//! Versioned wire schema for inbound events
//!
//! Producers send JSON objects tagged with a top-level `schema_version`.
//! Version 1 is the legacy flat layout, version 2 the nested current one.
//! Everything downstream of decoding works on [`RawEventV2`]; older payloads
//! are migrated with [`migrate_v1`].

use crate::events::EventStatus;
use serde::{Deserialize, Serialize};
use std::borrow::Cow;
use thiserror::Error;

/// Schema version produced by current clients
pub const CURRENT_SCHEMA_VERSION: u32 = 2;

/// Model version assigned to legacy events that did not carry one
pub const UNVERSIONED: &str = "unversioned";

/// Errors raised while decoding a raw payload into a known schema version
#[derive(Error, Debug, Clone, PartialEq)]
pub enum SchemaError {
    #[error("payload is not a JSON object")]
    NotAnObject,

    #[error("schema_version must be a non-negative integer")]
    InvalidVersion,

    #[error("unsupported schema version: {0}")]
    UnsupportedVersion(u64),

    #[error("payload does not match schema v{version}: {details}")]
    Decode { version: u32, details: String },
}

/// Event timestamp as sent on the wire
#[derive(Debug, Clone, PartialEq, Serialize, Deserialize)]
#[serde(untagged)]
pub enum RawTimestamp {
    /// Milliseconds since the Unix epoch
    Millis(i64),
    /// RFC 3339 string
    Text(String),
}

/// Legacy flat event layout
#[derive(Debug, Clone, PartialEq, Default, Serialize, Deserialize)]
pub struct RawEventV1 {
    pub event_id: Option<String>,
    pub timestamp: Option<RawTimestamp>,
    pub model: Option<String>,
    pub model_version: Option<String>,
    pub latency_ms: Option<f64>,
    pub prompt_tokens: Option<i64>,
    pub completion_tokens: Option<i64>,
    /// Error class; presence marks the request as failed
    pub error: Option<String>,
}

#[derive(Debug, Clone, PartialEq, Default, Serialize, Deserialize)]
pub struct RawDimension {
    pub model: Option<String>,
    pub model_version: Option<String>,
}

#[derive(Debug, Clone, PartialEq, Default, Serialize, Deserialize)]
pub struct RawMetrics {
    pub latency_ms: Option<f64>,
    pub tokens_in: Option<i64>,
    pub tokens_out: Option<i64>,
}

/// Current nested event layout
///
/// Every field is optional at this level; presence and ranges are enforced
/// by the validator so that each failure maps onto a precise rejection reason.
#[derive(Debug, Clone, PartialEq, Default, Serialize, Deserialize)]
pub struct RawEventV2 {
    pub event_id: Option<String>,
    pub event_time: Option<RawTimestamp>,
    pub dimension: Option<RawDimension>,
    pub metrics: Option<RawMetrics>,
    pub status: Option<EventStatus>,
}

/// A decoded but not yet validated event
#[derive(Debug, Clone, PartialEq)]
pub enum RawEvent {
    V1(RawEventV1),
    V2(RawEventV2),
}

impl RawEvent {
    /// Decode a JSON value, dispatching on its `schema_version`
    pub fn from_value(value: serde_json::Value) -> Result<Self, SchemaError> {
        let object = value.as_object().ok_or(SchemaError::NotAnObject)?;

        let version = match object.get("schema_version") {
            None | Some(serde_json::Value::Null) => u64::from(CURRENT_SCHEMA_VERSION),
            Some(v) => v.as_u64().ok_or(SchemaError::InvalidVersion)?,
        };

        match version {
            1 => serde_json::from_value(value)
                .map(RawEvent::V1)
                .map_err(|e| SchemaError::Decode {
                    version: 1,
                    details: e.to_string(),
                }),
            2 => serde_json::from_value(value)
                .map(RawEvent::V2)
                .map_err(|e| SchemaError::Decode {
                    version: 2,
                    details: e.to_string(),
                }),
            other => Err(SchemaError::UnsupportedVersion(other)),
        }
    }

    pub fn schema_version(&self) -> u32 {
        match self {
            RawEvent::V1(_) => 1,
            RawEvent::V2(_) => 2,
        }
    }

    /// View this event in the current layout, migrating if needed
    pub fn to_current(&self) -> Cow<'_, RawEventV2> {
        match self {
            RawEvent::V1(v1) => Cow::Owned(migrate_v1(v1.clone())),
            RawEvent::V2(v2) => Cow::Borrowed(v2),
        }
    }

    pub fn into_current(self) -> RawEventV2 {
        match self {
            RawEvent::V1(v1) => migrate_v1(v1),
            RawEvent::V2(v2) => v2,
        }
    }
}

impl From<RawEventV2> for RawEvent {
    fn from(raw: RawEventV2) -> Self {
        RawEvent::V2(raw)
    }
}

/// Migrate a legacy v1 event to the v2 layout
///
/// Missing token counts become zero and a missing model version becomes
/// [`UNVERSIONED`]. Required fields stay absent so the validator reports them.
pub fn migrate_v1(v1: RawEventV1) -> RawEventV2 {
    let dimension = if v1.model.is_none() && v1.model_version.is_none() {
        None
    } else {
        Some(RawDimension {
            model: v1.model,
            model_version: Some(v1.model_version.unwrap_or_else(|| UNVERSIONED.to_string())),
        })
    };

    let status = match v1.error {
        Some(class) if class.trim().is_empty() => EventStatus::Error("unknown".to_string()),
        Some(class) => EventStatus::Error(class),
        None => EventStatus::Success,
    };

    RawEventV2 {
        event_id: v1.event_id,
        event_time: v1.timestamp,
        dimension,
        metrics: Some(RawMetrics {
            latency_ms: v1.latency_ms,
            tokens_in: Some(v1.prompt_tokens.unwrap_or(0)),
            tokens_out: Some(v1.completion_tokens.unwrap_or(0)),
        }),
        status: Some(status),
    }
}

#[cfg(test)]
mod tests {
    use super::*;
    use serde_json::json;

    #[test]
    fn test_missing_version_defaults_to_current() {
        let raw = RawEvent::from_value(json!({
            "event_id": "a",
            "event_time": 1000,
            "dimension": {"model": "m", "model_version": "v"},
            "metrics": {"latency_ms": 10.0, "tokens_in": 1, "tokens_out": 2}
        }))
        .unwrap();

        assert_eq!(raw.schema_version(), 2);
        let current = raw.into_current();
        assert_eq!(current.event_time, Some(RawTimestamp::Millis(1000)));
        assert_eq!(current.status, None);
    }

    #[test]
    fn test_v1_migration() {
        let raw = RawEvent::from_value(json!({
            "schema_version": 1,
            "event_id": "legacy",
            "timestamp": "2024-01-01T00:00:00Z",
            "model": "gpt-3.5",
            "latency_ms": 42.5,
            "prompt_tokens": 7,
            "error": "timeout"
        }))
        .unwrap();

        assert_eq!(raw.schema_version(), 1);
        let current = raw.to_current().into_owned();
        let dimension = current.dimension.unwrap();
        assert_eq!(dimension.model.as_deref(), Some("gpt-3.5"));
        assert_eq!(dimension.model_version.as_deref(), Some(UNVERSIONED));

        let metrics = current.metrics.unwrap();
        assert_eq!(metrics.tokens_in, Some(7));
        assert_eq!(metrics.tokens_out, Some(0));
        assert_eq!(current.status, Some(EventStatus::Error("timeout".to_string())));
    }

    #[test]
    fn test_v2_status_forms() {
        let ok = RawEvent::from_value(json!({"status": "success"})).unwrap();
        assert_eq!(ok.into_current().status, Some(EventStatus::Success));

        let failed = RawEvent::from_value(json!({"status": {"error": "rate_limited"}})).unwrap();
        assert_eq!(
            failed.into_current().status,
            Some(EventStatus::Error("rate_limited".to_string()))
        );
    }

    #[test]
    fn test_unknown_version_rejected() {
        let err = RawEvent::from_value(json!({"schema_version": 9})).unwrap_err();
        assert_eq!(err, SchemaError::UnsupportedVersion(9));

        let err = RawEvent::from_value(json!({"schema_version": "two"})).unwrap_err();
        assert_eq!(err, SchemaError::InvalidVersion);
    }

    #[test]
    fn test_non_object_and_bad_types_rejected() {
        assert_eq!(
            RawEvent::from_value(json!([1, 2, 3])).unwrap_err(),
            SchemaError::NotAnObject
        );

        let err = RawEvent::from_value(json!({"metrics": {"latency_ms": "fast"}})).unwrap_err();
        assert!(matches!(err, SchemaError::Decode { version: 2, .. }));
    }
}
===
PROBLEM TO SOLVE: Based on the listing, determine the number of lines that include the string "UnsupportedVersion", and give that number without further text.

SOLUTION TO THIS PROBLEM: 3